# Any Cheap Rust Resistant Pliers?



## Vinnx (Nov 11, 2012)

I was wondering if you guys know of any fairly priced Rust Proof Pliers for saltwater fishing? I'm currently using these cheap 11" Bent Nose Kobalt Pliers with a no questions asked life time warranty.. they're ok but taking them back to Lowes every 4 fishing trips is a bit of a hassle lol.


----------



## surfchunker (Apr 10, 2006)

try oiling them and cleaning them


----------



## Ryan Y (Dec 1, 2005)

http://www.cabelas.com/pliers-gripp...ferralID=c66aab60-5554-11e2-8751-001b2166c2c0

Here's a pair. Also search fleabag for aluminum pliers. They sell some with the split ring feature.


----------



## Ryan Y (Dec 1, 2005)

Here's a pair that I have but mine are blue. I lost them over the side once. Found them bout six months later when diving the same ledge.
I had to replace the cutters but I still had them as the pliers came with a spare pair.


----------



## Vinnx (Nov 11, 2012)

Aluminum can still corrode right? how does the salt water affect them? will it make them useless after a few fishing trips like regular pilers?


----------



## plotalot (Apr 27, 2009)

Aluminum oxidizes very quickly, but the oxide layer becomes a natural barrier to corrosion. Anodizing is essentially a controlled process of what occurs naturally. So to further simplify the answer; anodizing helps prevent corrosion, damage to an anodized finish repairs itself to a degree naturally and if you clean it after exposure to salt water anything made of aluminum should last quite a while.


----------



## chris storrs (Aug 25, 2005)

nothin lasts forever, get a pair of manleys or any other quality fishing pliers(theres about a million aluminum/stainless pliers on the market now) and take care of em...spray em with anti corrosive everyonce in a while...freshwater after every trip...


----------



## Fishman (Apr 23, 2000)

What ever you buy make sure that you get a sheath to put them in. Before you put the pliers in the sheath spray some WD40 in the sheath this will help protect the pliers from rusting. Do this at the end of the season or a few times during the season and they will last forever. I have done this for a pair of pliers that I bought almost 10 years ago and they still work fine.


----------



## roostertail (Jul 7, 2012)

I have this pair http://www.ebay.com/itm/8-Stainless...215?pt=LH_DefaultDomain_0&hash=item2a126e51c7 I have these and a line clippers on a shoestring around my neck when i'm fishing. It says stainless but its not rust free.


----------



## flathead (Dec 18, 2003)

What Fishman said.I also clean and spray my pliers with WD when I get home.


----------



## VMI-Kayaker (Jun 12, 2011)

Surgical Forceps... 98% covers you.
Except for split shot or cutting barbs off hooks buried in your hands/arms/shoulder.
At that point, I just walk over to the Green Grill Parrot.


----------



## J Barbosa (Aug 22, 2012)

I really like my browning pliers. At $50 I wouldn't call them cheap but they occasionally come up for sale around $35 at BPS.

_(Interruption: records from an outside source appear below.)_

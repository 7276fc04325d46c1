//! wgpu device, pipelines and buffers behind `NativeContext`.

pub mod buffer_ops;
pub mod compile;
pub mod device_init;
pub mod dispatch;

/// Run `f` inside validation and out-of-memory error scopes, turning any
/// captured device error into `Err`.
pub(crate) fn scoped<T>(
    device: &wgpu::Device,
    f: impl FnOnce() -> T,
) -> Result<T, wgpu::Error> {
    device.push_error_scope(wgpu::ErrorFilter::OutOfMemory);
    device.push_error_scope(wgpu::ErrorFilter::Validation);
    let value = f();
    let validation = pollster::block_on(device.pop_error_scope());
    let oom = pollster::block_on(device.pop_error_scope());
    match validation.or(oom) {
        Some(err) => Err(err),
        None => Ok(value),
    }
}
//! Buffer codec: packs host arrays into the texture-shaped `f32` layout the
//! device consumes, and unpacks results.
//!
//! Every element becomes one little-endian `f32` word. Words are laid out
//! row-major in a near-square 2-D texture (`width = ceil(sqrt(n))`,
//! `height = ceil(n / width)`) and the tail is zero padded. Shape and element
//! type travel out of band in [`EncodedBuffer`].
//!
//! Precision: `f32` values and integers with `|v| <= 2^24` round-trip exactly.
//! `f64` values and larger integers are rounded to the nearest `f32`; this is
//! an accepted limitation of the device format.

use bytemuck::Pod;

use crate::array::{ArrayData, DType, NdArray};
use crate::error::{KernelError, Result};
use crate::platform::Endianness;

/// Largest texture side the device layout allows.
pub const MAX_TEXTURE_SIZE: u32 = 16384;

/// Largest integer magnitude an `f32` word represents exactly.
pub const EXACT_INT_LIMIT: i64 = 1 << 24;

#[derive(Debug, Clone, Copy, PartialEq, Eq, Hash)]
pub struct TextureSize {
    pub width: u32,
    pub height: u32,
}

impl TextureSize {
    /// Smallest near-square texture holding `numel` words.
    pub fn for_elements(numel: usize) -> Result<Self> {
        if numel == 0 {
            return Err(KernelError::invalid("cannot lay out an empty array"));
        }
        let width = (numel as f64).sqrt().ceil() as usize;
        let height = numel.div_ceil(width);
        if width > MAX_TEXTURE_SIZE as usize || height > MAX_TEXTURE_SIZE as usize {
            return Err(KernelError::execution(format!(
                "{numel} element(s) need a {width}x{height} texture, above the {MAX_TEXTURE_SIZE} limit"
            )));
        }
        Ok(TextureSize {
            width: width as u32,
            height: height as u32,
        })
    }

    pub fn texels(self) -> usize {
        self.width as usize * self.height as usize
    }

    pub fn byte_size(self) -> usize {
        self.texels() * std::mem::size_of::<f32>()
    }
}

/// Flat, shape-annotated device representation of an array.
#[derive(Debug, Clone, PartialEq)]
pub struct EncodedBuffer {
    bytes: Vec<u8>,
    texture: TextureSize,
    shape: Vec<usize>,
    dtype: DType,
}

impl EncodedBuffer {
    /// Wrap bytes read back from the device.
    pub fn from_device_bytes(bytes: Vec<u8>, shape: Vec<usize>, dtype: DType) -> Result<Self> {
        let numel: usize = shape.iter().product();
        let texture = TextureSize::for_elements(numel)?;
        if bytes.len() < texture.byte_size() {
            return Err(KernelError::execution(format!(
                "readback returned {} byte(s), expected {}",
                bytes.len(),
                texture.byte_size()
            )));
        }
        let mut bytes = bytes;
        bytes.truncate(texture.byte_size());
        Ok(EncodedBuffer {
            bytes,
            texture,
            shape,
            dtype,
        })
    }

    pub fn bytes(&self) -> &[u8] {
        &self.bytes
    }

    pub fn texture(&self) -> TextureSize {
        self.texture
    }

    pub fn shape(&self) -> &[usize] {
        &self.shape
    }

    pub fn dtype(&self) -> DType {
        self.dtype
    }

    pub fn numel(&self) -> usize {
        self.shape.iter().product()
    }

    /// Shape padded to three axes, outermost first.
    pub fn dims3(&self) -> [usize; 3] {
        let mut dims = [1usize; 3];
        let offset = 3usize.saturating_sub(self.shape.len());
        for (slot, &d) in dims[offset..].iter_mut().zip(&self.shape) {
            *slot = d;
        }
        dims
    }
}

/// Serialize `values` in device (little-endian) byte order.
pub fn to_device_bytes<T: Pod>(values: &[T], endianness: Endianness) -> Vec<u8> {
    let mut bytes = bytemuck::cast_slice::<T, u8>(values).to_vec();
    if endianness.needs_swap() {
        for word in bytes.chunks_exact_mut(std::mem::size_of::<T>()) {
            word.reverse();
        }
    }
    bytes
}

/// Deserialize device-order bytes into host values.
pub fn from_device_bytes<T: Pod>(bytes: &[u8], endianness: Endianness) -> Result<Vec<T>> {
    let width = std::mem::size_of::<T>();
    if bytes.len() % width != 0 {
        return Err(KernelError::execution(format!(
            "{} byte(s) is not a whole number of {width}-byte words",
            bytes.len()
        )));
    }
    let mut word = vec![0u8; width];
    let values = bytes
        .chunks_exact(width)
        .map(|chunk| {
            word.copy_from_slice(chunk);
            if endianness.needs_swap() {
                word.reverse();
            }
            bytemuck::pod_read_unaligned::<T>(&word)
        })
        .collect();
    Ok(values)
}

/// Encoder/decoder bound to one host byte order.
#[derive(Debug, Clone, Copy)]
pub struct BufferCodec {
    endianness: Endianness,
}

impl Default for BufferCodec {
    fn default() -> Self {
        Self::new(Endianness::system())
    }
}

impl BufferCodec {
    pub fn new(endianness: Endianness) -> Self {
        BufferCodec { endianness }
    }

    pub fn endianness(&self) -> Endianness {
        self.endianness
    }

    pub fn encode(&self, array: &NdArray) -> Result<EncodedBuffer> {
        let texture = TextureSize::for_elements(array.numel())?;
        let mut words = array.to_f32_vec();
        words.resize(texture.texels(), 0.0);
        let inexact = count_inexact(array.data());
        if inexact > 0 {
            log::debug!(
                "encoding {} {} element(s) not exactly representable as f32",
                inexact,
                array.dtype().name()
            );
        }
        Ok(EncodedBuffer {
            bytes: to_device_bytes(&words, self.endianness),
            texture,
            shape: array.shape().to_vec(),
            dtype: array.dtype(),
        })
    }

    /// Decode into `shape`, which must hold the same number of elements as
    /// the encoded array.
    pub fn decode(&self, buffer: &EncodedBuffer, shape: &[usize]) -> Result<NdArray> {
        let numel: usize = shape.iter().product();
        if numel != buffer.numel() {
            return Err(KernelError::invalid(format!(
                "cannot decode {} element(s) into shape {:?}",
                buffer.numel(),
                shape
            )));
        }
        let mut words: Vec<f32> = from_device_bytes(&buffer.bytes, self.endianness)?;
        words.truncate(numel);
        NdArray::new(
            shape.to_vec(),
            ArrayData::from_f32_words(buffer.dtype, &words),
        )
    }

    /// The `f32` words of an encoded buffer without padding.
    pub fn words(&self, buffer: &EncodedBuffer) -> Result<Vec<f32>> {
        let mut words: Vec<f32> = from_device_bytes(&buffer.bytes, self.endianness)?;
        words.truncate(buffer.numel());
        Ok(words)
    }
}

fn count_inexact(data: &ArrayData) -> usize {
    match data {
        ArrayData::F32(_) => 0,
        ArrayData::F64(v) => v.iter().filter(|&&x| (x as f32) as f64 != x).count(),
        ArrayData::I32(v) => v
            .iter()
            .filter(|&&x| (x as i64).abs() > EXACT_INT_LIMIT)
            .count(),
        ArrayData::I64(v) => v.iter().filter(|&&x| x.abs() > EXACT_INT_LIMIT).count(),
    }
}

The sheath sucks and the lanyard needs some tweaking out of box but the pliers do not rust. Only weak spot on the pliers is the cheap screws that hold the cutters on. The head rusts and will not come off unless you drill it out. The cutters stay sharp as long as you keep it to mono and braid only.


----------



## sleepyhead (Apr 30, 2004)

Whatever you buy don't waste your money on the malins (I think that is spelled right). The cutters worked good for 1 trip, then after that they have sucked!!! I will be buying me another pair of calcuttas for next season.


----------



## Ryan Y (Dec 1, 2005)

Also make sure you get two pair. Go ahead and throw one pair out of the boat when you get underway. Apeases the fish gods. The same works for those cheap fish scalers. I like to buy three of them at a time and throw one back in the woods behind the house since I know I will lose one as soon as I get home.


----------



## Vinnx (Nov 11, 2012)

Awesome I'll check these out. 

Normally to appease the fish gods I offer fresh bait to the Great Egret that always seem to find me once the shrimp comes out of it's container lol.


----------



## Topsailbum (Apr 10, 2003)

I usually just buy 8-10 pair for a buck each at the dollar tree, use them til they seize up and chunk em.


----------



## Garboman (Jul 22, 2010)

I have several needle nose pliers that were extensively used fishing OBX for thirty years, I have reels that are the same age

It is strange if you make sure they are oiled they keep working

People who can't take care of their tackle should play golf


----------



## Sandcrab (Mar 20, 2002)

surgical foreceps is great for most freshwater fish. Spend the money and get a good pair of pliers. I've had a pair of Checkpoint pliers for 15 years now (no oil - just wash em off!). They're great for all saltwater fish - less the shark or ray that need my special pliers...


Sandcrab


----------